TASK OBJECTIVE: For the data below, give again exactly the lines from the one containing "The result is" through the one containing "for &s in supers", both ends included, and no others.

RECORDED INFORMATION:

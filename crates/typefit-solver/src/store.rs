//! The type arena: construction, mutation and the intersection cache.
//!
//! A `TypeStore` owns every type node of one schema session. Types are
//! created during graph build-out (`derive`/`union`/`intersect`/raw
//! construction), mutated by `add_meta`/`add_super` during that phase, and
//! then live for the whole session; the store is discarded as a unit.
//!
//! `TypeStore::new` seeds the fixed built-in lattice, registers it in the
//! builtin registry and locks it, mirroring the singleton pre-registration
//! of the schema language this engine serves.

use crate::facets::{Facet, FacetData, ModifierKind, ValueKind};
use crate::registry::TypeRegistry;
use crate::types::{BuiltIns, ContextMeta, TypeDef, TypeFlags, TypeKind};
use rustc_hash::FxHashMap;
use serde_json::Value;
use smallvec::SmallVec;
use std::sync::Arc;
use tracing::trace;
use typefit_common::TypeId;

pub struct TypeStore {
    defs: Vec<TypeDef>,
    builtins: BuiltIns,
    builtin_registry: Arc<TypeRegistry>,
    /// Pairwise intersection cache, keyed by the unordered pair of type
    /// ids. Entries touching a type are released the moment that type's
    /// facet list changes; stale entries would corrupt later composition
    /// queries.
    intersections: FxHashMap<(TypeId, TypeId), TypeId>,
}

impl TypeStore {
    /// Create a store with the built-in lattice seeded, registered and
    /// locked.
    pub fn new() -> Self {
        let mut store = Self {
            defs: Vec::new(),
            builtins: BuiltIns {
                any: TypeId::INVALID,
                scalar: TypeId::INVALID,
                object: TypeId::INVALID,
                array: TypeId::INVALID,
                external: TypeId::INVALID,
                number: TypeId::INVALID,
                integer: TypeId::INVALID,
                boolean: TypeId::INVALID,
                string: TypeId::INVALID,
                nil: TypeId::INVALID,
                date_only: TypeId::INVALID,
                time_only: TypeId::INVALID,
                datetime_only: TypeId::INVALID,
                datetime: TypeId::INVALID,
                file: TypeId::INVALID,
                nothing: TypeId::INVALID,
                union: TypeId::INVALID,
                unknown: TypeId::INVALID,
                reference: TypeId::INVALID,
                recurrent: TypeId::INVALID,
            },
            builtin_registry: Arc::new(TypeRegistry::new()),
            intersections: FxHashMap::default(),
        };
        store.seed_builtins();
        store
    }

    fn seed_builtins(&mut self) {
        let any = self.new_root("any");
        let scalar = self.inherit(any, "scalar");
        let object = self.inherit(any, "object");
        let array = self.inherit(any, "array");
        let external = self.inherit(any, "external");
        let number = self.inherit(scalar, "number");
        let integer = self.inherit(number, "integer");
        let boolean = self.inherit(scalar, "boolean");
        let string = self.inherit(scalar, "string");
        let nil = self.inherit(scalar, "nil");
        let date_only = self.inherit(scalar, "date-only");
        let time_only = self.inherit(scalar, "time-only");
        let datetime_only = self.inherit(scalar, "datetime-only");
        let datetime = self.inherit(scalar, "datetime");
        let file = self.inherit(scalar, "file");
        let nothing = self.new_root("nothing");
        let union = self.inherit(any, "union");
        let unknown = self.inherit(nothing, "unknown");
        let reference = self.inherit(nothing, "reference");
        let recurrent = self.inherit(nothing, "recurrent");

        // `nothing` and `reference` carry no builtin tag, matching the
        // historic lattice.
        for t in [
            any, scalar, object, array, external, number, integer, boolean, string, nil,
            date_only, time_only, datetime_only, datetime, file, union, unknown, recurrent,
        ] {
            self.add_meta(t, FacetData::Modifier(ModifierKind::BuiltIn));
        }

        self.add_meta(nothing, FacetData::Nothing);
        self.add_meta(number, FacetData::TypeOf(ValueKind::Number));
        self.add_meta(boolean, FacetData::TypeOf(ValueKind::Boolean));
        self.add_meta(object, FacetData::TypeOf(ValueKind::Object));
        self.add_meta(array, FacetData::TypeOf(ValueKind::Array));
        self.add_meta(string, FacetData::TypeOf(ValueKind::String));
        self.add_meta(integer, FacetData::IntegerKind);
        self.add_meta(nil, FacetData::NullKind);
        self.add_meta(scalar, FacetData::ScalarKind);
        self.add_meta(file, FacetData::TypeOf(ValueKind::String));
        // Date/time formats are leaf concerns; structurally they are
        // strings.
        for t in [date_only, time_only, datetime_only, datetime] {
            self.add_meta(t, FacetData::TypeOf(ValueKind::String));
        }
        self.def_mut(nil).flags.insert(TypeFlags::NULLABLE);

        let mut registry = TypeRegistry::new();
        for t in [
            any, scalar, object, array, number, integer, boolean, nil, string, date_only,
            time_only, datetime_only, datetime, file,
        ] {
            registry.add_type(self, t);
            self.lock(t);
        }
        for t in [unknown, recurrent, external, union, reference] {
            self.lock(t);
        }
        self.builtin_registry = Arc::new(registry);

        self.builtins = BuiltIns {
            any,
            scalar,
            object,
            array,
            external,
            number,
            integer,
            boolean,
            string,
            nil,
            date_only,
            time_only,
            datetime_only,
            datetime,
            file,
            nothing,
            union,
            unknown,
            reference,
            recurrent,
        };
    }

    pub fn builtins(&self) -> &BuiltIns {
        &self.builtins
    }

    /// The locked registry of built-in types; typically the parent scope of
    /// every user registry.
    pub fn builtin_registry(&self) -> &Arc<TypeRegistry> {
        &self.builtin_registry
    }

    pub fn len(&self) -> usize {
        self.defs.len()
    }

    pub fn is_empty(&self) -> bool {
        self.defs.is_empty()
    }

    pub fn def(&self, t: TypeId) -> &TypeDef {
        &self.defs[t.index()]
    }

    pub(crate) fn def_mut(&mut self, t: TypeId) -> &mut TypeDef {
        &mut self.defs[t.index()]
    }

    // -- construction -----------------------------------------------------

    fn alloc(&mut self, name: Option<String>, kind: TypeKind) -> TypeId {
        let id = TypeId(self.defs.len() as u32);
        trace!(id = id.0, name = name.as_deref().unwrap_or(""), kind = kind.kind_name(), "alloc type");
        self.defs.push(TypeDef::new(name, kind));
        id
    }

    fn opt_name(name: &str) -> Option<String> {
        if name.is_empty() {
            None
        } else {
            Some(name.to_string())
        }
    }

    /// A fresh root type (no supertypes).
    pub fn new_root(&mut self, name: &str) -> TypeId {
        self.alloc(Self::opt_name(name), TypeKind::Root)
    }

    /// A fresh inherited type with no supertypes yet.
    pub fn new_inherited(&mut self, name: &str) -> TypeId {
        self.alloc(
            Self::opt_name(name),
            TypeKind::Inherited {
                supers: SmallVec::new(),
            },
        )
    }

    /// Derive a subtype of `base` with a fresh inherited node.
    pub fn inherit(&mut self, base: TypeId, name: &str) -> TypeId {
        let t = self.new_inherited(name);
        self.add_super(t, base);
        t
    }

    /// Extend a new type from several supertypes at once. The result is
    /// nullable when it ends up a subtype of `nil`.
    pub fn derive(&mut self, name: &str, supers: &[TypeId]) -> TypeId {
        let t = self.new_inherited(name);
        for &s in supers {
            self.add_super(t, s);
        }
        if self.is_sub_type_of(t, self.builtins.nil) {
            self.def_mut(t).flags.insert(TypeFlags::NULLABLE);
        }
        t
    }

    /// Quickly derive a new type from `object`.
    pub fn derive_object_type(&mut self, name: &str) -> TypeId {
        let object = self.builtins.object;
        self.derive(name, &[object])
    }

    /// A union over the given options; nullable if any option is nullable.
    pub fn union(&mut self, name: &str, options: &[TypeId]) -> TypeId {
        let t = self.alloc(
            Self::opt_name(name),
            TypeKind::Union {
                options: options.iter().copied().collect(),
            },
        );
        if options.iter().any(|&o| self.def(o).is_nullable()) {
            self.def_mut(t).flags.insert(TypeFlags::NULLABLE);
        }
        t
    }

    /// An intersection over the given options.
    pub fn intersection(&mut self, name: &str, options: &[TypeId]) -> TypeId {
        self.alloc(
            Self::opt_name(name),
            TypeKind::Intersection {
                options: options.iter().copied().collect(),
            },
        )
    }

    // -- mutation (graph build phase) -------------------------------------

    /// Add a supertype edge. The reverse subtype edge is recorded unless
    /// the supertype is locked; nullability propagates down.
    pub fn add_super(&mut self, t: TypeId, sup: TypeId) {
        match &mut self.def_mut(t).kind {
            TypeKind::Inherited { supers } => supers.push(sup),
            other => {
                debug_assert!(false, "add_super on {} type", other.kind_name());
                return;
            }
        }
        if !self.def(sup).is_locked() {
            self.def_mut(sup).sub_types.push(t);
        }
        if self.def(sup).is_nullable() {
            self.def_mut(t).flags.insert(TypeFlags::NULLABLE);
        }
    }

    /// Attach a facet with the kind's default inheritability.
    ///
    /// Mutating a type's facet list releases its intersection-cache
    /// entries; that invalidation is a correctness contract, not an
    /// optimization detail.
    pub fn add_meta(&mut self, t: TypeId, data: FacetData) {
        self.attach(t, Facet::new(data));
    }

    /// Attach a pre-built facet (custom inheritability, source ref or
    /// annotations).
    pub fn attach(&mut self, t: TypeId, mut facet: Facet) {
        facet.owner = t;
        self.release(t);
        self.def_mut(t).facets.push(facet);
    }

    /// Declare a property: `HasProperty` unless optional, plus a
    /// `PropertyIs` when a range type is given. Anonymous range types
    /// record their declaration context for `type_path`.
    pub fn declare_property(
        &mut self,
        t: TypeId,
        name: &str,
        range: Option<TypeId>,
        optional: bool,
    ) -> TypeId {
        if !optional {
            self.add_meta(t, FacetData::HasProperty(name.to_string()));
        }
        if let Some(range) = range {
            self.add_meta(
                t,
                FacetData::PropertyIs {
                    name: name.to_string(),
                    range,
                },
            );
            if self.def(range).is_anonymous() && self.def(range).context.is_none() {
                self.def_mut(range).context = Some(ContextMeta {
                    owner: t,
                    path_name: name.to_string(),
                });
            }
        }
        t
    }

    /// Declare a pattern property; keys matching `pattern` must validate
    /// against `range`.
    pub fn declare_map_property(&mut self, t: TypeId, pattern: &str, range: TypeId) {
        self.add_meta(
            t,
            FacetData::MapPropertyIs {
                pattern: pattern.to_string(),
                range,
            },
        );
    }

    /// Make this a closed type: no unknown properties any more.
    pub fn close_unknown_properties(&mut self, t: TypeId) {
        self.add_meta(t, FacetData::KnownProperties);
    }

    /// Prevent further automatic subtype attachment.
    pub fn lock(&mut self, t: TypeId) {
        self.def_mut(t).flags.insert(TypeFlags::LOCKED);
    }

    pub fn patch_name(&mut self, t: TypeId, name: &str) {
        self.def_mut(t).name = Self::opt_name(name);
    }

    pub fn put_extra(&mut self, t: TypeId, name: &str, value: Value) {
        self.def_mut(t).extras.insert(name.to_string(), value);
    }

    pub fn set_context(&mut self, t: TypeId, owner: TypeId, path_name: &str) {
        self.def_mut(t).context = Some(ContextMeta {
            owner,
            path_name: path_name.to_string(),
        });
    }

    // -- intersection cache -----------------------------------------------

    fn pair_key(t0: TypeId, t1: TypeId) -> (TypeId, TypeId) {
        if t0 <= t1 { (t0, t1) } else { (t1, t0) }
    }

    /// Pairwise type intersection, memoized by the unordered id pair.
    pub fn intersect(&mut self, t0: TypeId, t1: TypeId) -> TypeId {
        let key = Self::pair_key(t0, t1);
        if let Some(&cached) = self.intersections.get(&key) {
            return cached;
        }
        let result = self.intersection("", &[t0, t1]);
        trace!(t0 = t0.0, t1 = t1.0, result = result.0, "intersect");
        self.intersections.insert(key, result);
        result
    }

    /// Drop every cached intersection touching `t`. Must run before any
    /// further intersection query involving `t` once its facets changed.
    pub fn release(&mut self, t: TypeId) {
        self.intersections.retain(|&(a, b), _| a != t && b != t);
    }

    #[cfg(test)]
    pub(crate) fn cached_intersection(&self, t0: TypeId, t1: TypeId) -> Option<TypeId> {
        self.intersections.get(&Self::pair_key(t0, t1)).copied()
    }
}

impl Default for TypeStore {
    fn default() -> Self {
        Self::new()
    }
}

#[cfg(test)]
mod tests {
    use super::*;

    #[test]
    fn test_intersection_cache_hits_either_order() {
        let mut store = TypeStore::new();
        let object = store.builtins.object;
        let a = store.inherit(object, "A");
        let b = store.inherit(object, "B");

        let t = store.intersect(a, b);
        assert_eq!(store.cached_intersection(a, b), Some(t));
        assert_eq!(store.cached_intersection(b, a), Some(t));
        assert_eq!(store.intersect(b, a), t);
    }

    #[test]
    fn test_adding_a_facet_releases_cached_intersections() {
        let mut store = TypeStore::new();
        let object = store.builtins.object;
        let a = store.inherit(object, "A");
        let b = store.inherit(object, "B");
        let c = store.inherit(object, "C");

        let ab = store.intersect(a, b);
        let bc = store.intersect(b, c);
        store.add_meta(a, FacetData::HasProperty("x".to_string()));

        assert_eq!(store.cached_intersection(a, b), None);
        assert_eq!(store.cached_intersection(b, c), Some(bc));
        assert_ne!(store.intersect(a, b), ab);
    }
}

RESULT FOR THIS TASK:
    /// Extend a new type from several supertypes at once. The result is
    /// nullable when it ends up a subtype of `nil`.
    pub fn derive(&mut self, name: &str, supers: &[TypeId]) -> TypeId {
        let t = self.new_inherited(name);
        for &s in supers {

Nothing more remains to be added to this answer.